Bloomberg News is one of three media organizations that have received the Sunshine Award from the Society of Professional Journalists.
The SPJ board of directors and Freedom of Information Committee honor people or organizations each year for their notable contributions to open government.
In 2008, Bloomberg News reporter Mark Pittman filed a Freedom of Information Act request with the Federal Reserve as a means to acquire information on the banks receiving money from the Fed as the financial crisis gained momentum. Though initially denied, Pittman’s request was fulfilled by a 2011 Supreme Court ruling in favor of the news organization. Bloomberg took the 29,000 pages of information it received and conveyed it to the public through more than 20 stories, graphics and databases on the government’s response to the financial crisis.

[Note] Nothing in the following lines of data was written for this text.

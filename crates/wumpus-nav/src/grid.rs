use core::cmp::Ordering;
use std::collections::BinaryHeap;

use wumpus_core::{Bounds, Cell};
use wumpus_kb::KnowledgeBase;

use crate::Route;

/// Which cells a route may enter.
pub trait Passability {
    fn is_passable(&self, cell: Cell) -> bool;
}

/// Only cells the knowledge base certifies safe are passable; unknown and
/// suspected cells are never planned through.
impl Passability for KnowledgeBase {
    fn is_passable(&self, cell: Cell) -> bool {
        self.is_safe(cell)
    }
}

impl<F> Passability for F
where
    F: Fn(Cell) -> bool,
{
    fn is_passable(&self, cell: Cell) -> bool {
        self(cell)
    }
}

#[derive(Debug)]
struct OpenNode {
    f: u32,
    g: u32,
    cell: Cell,
    tie: u64,
}

impl OpenNode {
    // Equal `f` pops in insertion order.
    fn key(&self) -> (u32, u64) {
        (self.f, self.tie)
    }
}

impl PartialEq for OpenNode {
    fn eq(&self, other: &Self) -> bool {
        self.key() == other.key()
    }
}

impl Eq for OpenNode {}

impl PartialOrd for OpenNode {
    fn partial_cmp(&self, other: &Self) -> Option<Ordering> {
        Some(self.cmp(other))
    }
}

impl Ord for OpenNode {
    fn cmp(&self, other: &Self) -> Ordering {
        // Reverse ordering to make BinaryHeap behave like a min-heap.
        other.key().cmp(&self.key())
    }
}

/// 4-connected, unit-cost A* over a bounded grid.
#[derive(Debug, Clone, Copy)]
pub struct GridPlanner {
    bounds: Bounds,
}

impl GridPlanner {
    pub fn new(bounds: Bounds) -> Self {
        Self { bounds }
    }

    pub fn bounds(&self) -> Bounds {
        self.bounds
    }

    fn reconstruct_path(&self, came_from: &[Option<usize>], mut current: usize) -> Vec<Cell> {
        let mut out = vec![self.bounds.cell_at(current)];
        while let Some(prev) = came_from[current] {
            current = prev;
            out.push(self.bounds.cell_at(current));
        }
        out.reverse();
        out
    }

    /// Shortest route from `start` to `goal` through passable cells.
    ///
    /// `start` itself need not be passable (the agent already stands there).
    /// The returned route includes both endpoints; it is empty when `goal`
    /// cannot be reached.
    pub fn find_path<P>(&self, map: &P, start: Cell, goal: Cell) -> Route
    where
        P: Passability + ?Sized,
    {
        let (Some(start_idx), Some(goal_idx)) = (self.bounds.index(start), self.bounds.index(goal))
        else {
            return Route::empty();
        };
        if start == goal {
            return Route::new(vec![start]);
        }

        let mut open = BinaryHeap::<OpenNode>::new();
        let mut tie: u64 = 0;

        let grid_len = self.bounds.len();
        let mut g_score = vec![u32::MAX; grid_len];
        let mut came_from: Vec<Option<usize>> = vec![None; grid_len];

        g_score[start_idx] = 0;
        open.push(OpenNode {
            f: start.manhattan(goal),
            g: 0,
            cell: start,
            tie,
        });
        tie += 1;

        while let Some(node) = open.pop() {
            if node.cell == goal {
                return Route::new(self.reconstruct_path(&came_from, goal_idx));
            }

            let Some(node_idx) = self.bounds.index(node.cell) else {
                continue;
            };
            if node.g != g_score[node_idx] {
                // Stale heap entry.
                continue;
            }

            for n in self.bounds.neighbors(node.cell) {
                let Some(n_idx) = self.bounds.index(n) else { continue };
                if !map.is_passable(n) {
                    continue;
                }

                let tentative_g = node.g.saturating_add(1);
                if tentative_g >= g_score[n_idx] {
                    continue;
                }

                came_from[n_idx] = Some(node_idx);
                g_score[n_idx] = tentative_g;
                open.push(OpenNode {
                    f: tentative_g.saturating_add(n.manhattan(goal)),
                    g: tentative_g,
                    cell: n,
                    tie,
                });
                tie += 1;
            }
        }

        Route::empty()
    }
}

“‘The new openness was evident in the Fed’s unprecedented response to Bloomberg’s revelations,’ Bloomberg Editor-in-Chief Matthew Winkler wrote to the selection committee. ‘Without citing any particular story — or mentioning Bloomberg by name — the central bank’s staff leveled numerous public complaints about the disclosures, and about the way other media outlets mischaracterized them. Bloomberg responded point by point to the Fed, successfully defending each one.’
Pittman died in 2009, ‘before he could pore over the fruits of his cop reporter instincts and his unyielding inquisitiveness,’ Winkler wrote.